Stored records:
==*==
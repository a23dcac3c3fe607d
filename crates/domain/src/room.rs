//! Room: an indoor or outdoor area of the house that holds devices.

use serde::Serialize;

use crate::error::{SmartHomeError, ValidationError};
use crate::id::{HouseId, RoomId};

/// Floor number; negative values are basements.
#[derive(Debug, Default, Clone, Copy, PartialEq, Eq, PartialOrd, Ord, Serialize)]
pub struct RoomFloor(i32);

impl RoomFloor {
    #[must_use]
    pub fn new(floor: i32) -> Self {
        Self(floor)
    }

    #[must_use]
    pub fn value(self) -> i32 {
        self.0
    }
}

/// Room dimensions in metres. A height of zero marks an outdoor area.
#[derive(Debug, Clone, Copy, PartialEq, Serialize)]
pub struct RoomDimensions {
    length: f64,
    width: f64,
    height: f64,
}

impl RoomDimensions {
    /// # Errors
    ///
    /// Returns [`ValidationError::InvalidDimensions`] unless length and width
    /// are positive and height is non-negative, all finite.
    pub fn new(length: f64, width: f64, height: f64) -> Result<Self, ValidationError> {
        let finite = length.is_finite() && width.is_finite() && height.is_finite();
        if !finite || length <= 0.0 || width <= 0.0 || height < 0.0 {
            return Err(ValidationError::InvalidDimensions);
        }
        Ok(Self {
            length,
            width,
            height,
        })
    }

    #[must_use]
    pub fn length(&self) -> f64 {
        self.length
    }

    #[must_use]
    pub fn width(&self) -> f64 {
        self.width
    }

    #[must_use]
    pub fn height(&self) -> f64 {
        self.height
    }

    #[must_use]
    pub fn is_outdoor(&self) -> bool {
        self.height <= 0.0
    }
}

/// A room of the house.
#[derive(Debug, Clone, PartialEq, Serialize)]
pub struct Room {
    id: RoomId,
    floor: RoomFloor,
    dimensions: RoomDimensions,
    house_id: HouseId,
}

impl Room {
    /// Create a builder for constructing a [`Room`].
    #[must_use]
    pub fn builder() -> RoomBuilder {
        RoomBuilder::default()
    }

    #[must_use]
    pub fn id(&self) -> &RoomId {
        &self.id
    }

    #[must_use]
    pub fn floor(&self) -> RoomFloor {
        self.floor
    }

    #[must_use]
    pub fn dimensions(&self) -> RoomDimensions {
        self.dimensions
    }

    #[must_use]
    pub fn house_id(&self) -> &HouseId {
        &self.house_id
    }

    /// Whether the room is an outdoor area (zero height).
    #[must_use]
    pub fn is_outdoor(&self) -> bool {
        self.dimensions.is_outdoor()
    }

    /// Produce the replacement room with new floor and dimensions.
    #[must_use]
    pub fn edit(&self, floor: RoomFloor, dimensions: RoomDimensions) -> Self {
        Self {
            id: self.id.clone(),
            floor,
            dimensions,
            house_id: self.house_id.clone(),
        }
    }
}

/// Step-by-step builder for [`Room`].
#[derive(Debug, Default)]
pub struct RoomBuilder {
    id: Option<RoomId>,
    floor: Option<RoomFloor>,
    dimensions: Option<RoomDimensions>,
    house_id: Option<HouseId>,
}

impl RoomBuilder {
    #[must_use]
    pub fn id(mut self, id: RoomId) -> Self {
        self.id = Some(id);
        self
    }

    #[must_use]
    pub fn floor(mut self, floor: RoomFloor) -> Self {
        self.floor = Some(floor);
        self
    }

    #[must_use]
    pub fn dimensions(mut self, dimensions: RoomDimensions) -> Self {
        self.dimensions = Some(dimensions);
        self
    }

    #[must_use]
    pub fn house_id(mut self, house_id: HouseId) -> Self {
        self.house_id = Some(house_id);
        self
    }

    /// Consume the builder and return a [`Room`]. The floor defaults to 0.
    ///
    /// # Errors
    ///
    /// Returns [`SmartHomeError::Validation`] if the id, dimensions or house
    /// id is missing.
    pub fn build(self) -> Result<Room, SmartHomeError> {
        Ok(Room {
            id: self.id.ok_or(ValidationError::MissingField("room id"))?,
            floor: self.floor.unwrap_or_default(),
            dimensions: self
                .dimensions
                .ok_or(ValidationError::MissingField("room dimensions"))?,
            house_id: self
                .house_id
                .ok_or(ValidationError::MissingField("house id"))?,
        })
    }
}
==*==
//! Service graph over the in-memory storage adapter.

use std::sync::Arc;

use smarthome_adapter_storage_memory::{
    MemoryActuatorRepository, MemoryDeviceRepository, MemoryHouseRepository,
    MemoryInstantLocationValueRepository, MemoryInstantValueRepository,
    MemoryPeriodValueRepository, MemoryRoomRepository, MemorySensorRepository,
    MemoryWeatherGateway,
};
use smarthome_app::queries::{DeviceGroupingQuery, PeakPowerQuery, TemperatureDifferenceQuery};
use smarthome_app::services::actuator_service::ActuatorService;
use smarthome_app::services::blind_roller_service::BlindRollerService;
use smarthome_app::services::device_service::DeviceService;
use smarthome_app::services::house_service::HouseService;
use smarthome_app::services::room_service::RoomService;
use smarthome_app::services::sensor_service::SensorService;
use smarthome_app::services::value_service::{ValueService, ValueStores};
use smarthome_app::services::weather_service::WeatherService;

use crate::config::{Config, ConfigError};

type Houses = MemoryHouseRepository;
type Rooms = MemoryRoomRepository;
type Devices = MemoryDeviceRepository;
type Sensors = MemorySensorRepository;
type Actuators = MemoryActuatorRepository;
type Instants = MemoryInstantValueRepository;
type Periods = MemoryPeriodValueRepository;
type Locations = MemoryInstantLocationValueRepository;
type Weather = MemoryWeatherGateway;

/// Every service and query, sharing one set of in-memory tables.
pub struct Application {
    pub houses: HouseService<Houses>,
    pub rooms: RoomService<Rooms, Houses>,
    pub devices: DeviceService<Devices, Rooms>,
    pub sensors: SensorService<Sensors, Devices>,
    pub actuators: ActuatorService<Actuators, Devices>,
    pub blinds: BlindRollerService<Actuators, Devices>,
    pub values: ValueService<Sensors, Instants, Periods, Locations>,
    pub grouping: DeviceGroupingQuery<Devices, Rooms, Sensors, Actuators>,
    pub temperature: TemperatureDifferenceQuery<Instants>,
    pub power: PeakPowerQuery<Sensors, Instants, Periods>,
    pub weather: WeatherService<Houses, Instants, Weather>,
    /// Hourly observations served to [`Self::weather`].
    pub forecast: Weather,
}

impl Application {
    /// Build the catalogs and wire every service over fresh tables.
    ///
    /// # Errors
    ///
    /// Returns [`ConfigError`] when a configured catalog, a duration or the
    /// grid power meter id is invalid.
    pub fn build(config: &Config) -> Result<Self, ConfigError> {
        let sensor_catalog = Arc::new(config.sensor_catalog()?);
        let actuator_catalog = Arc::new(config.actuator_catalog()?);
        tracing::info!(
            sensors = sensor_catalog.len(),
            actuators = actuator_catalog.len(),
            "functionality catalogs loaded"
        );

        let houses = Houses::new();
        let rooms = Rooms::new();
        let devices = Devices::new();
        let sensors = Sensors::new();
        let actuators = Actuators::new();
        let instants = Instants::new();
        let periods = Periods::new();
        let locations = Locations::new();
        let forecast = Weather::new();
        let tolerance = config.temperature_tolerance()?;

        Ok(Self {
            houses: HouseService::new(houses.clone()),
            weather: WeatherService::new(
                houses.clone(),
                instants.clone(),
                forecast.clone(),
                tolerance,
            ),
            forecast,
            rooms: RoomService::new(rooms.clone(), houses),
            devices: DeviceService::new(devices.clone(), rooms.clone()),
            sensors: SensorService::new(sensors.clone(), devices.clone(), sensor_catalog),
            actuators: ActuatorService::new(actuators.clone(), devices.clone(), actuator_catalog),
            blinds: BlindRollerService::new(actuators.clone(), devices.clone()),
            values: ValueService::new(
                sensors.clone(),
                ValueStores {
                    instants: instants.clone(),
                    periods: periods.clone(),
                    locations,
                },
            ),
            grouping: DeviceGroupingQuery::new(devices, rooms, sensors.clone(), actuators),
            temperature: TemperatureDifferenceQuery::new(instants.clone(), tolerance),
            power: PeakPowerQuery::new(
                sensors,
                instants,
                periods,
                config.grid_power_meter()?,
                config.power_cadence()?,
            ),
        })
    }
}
==*==
> [WHAT IS REQUIRED]
When the word "over" shows up in a line of the entries, pull that line out.

> [SOLUTION FOR THIS PROBLEM]
//! Service graph over the in-memory storage adapter.
    /// Build the catalogs and wire every service over fresh tables.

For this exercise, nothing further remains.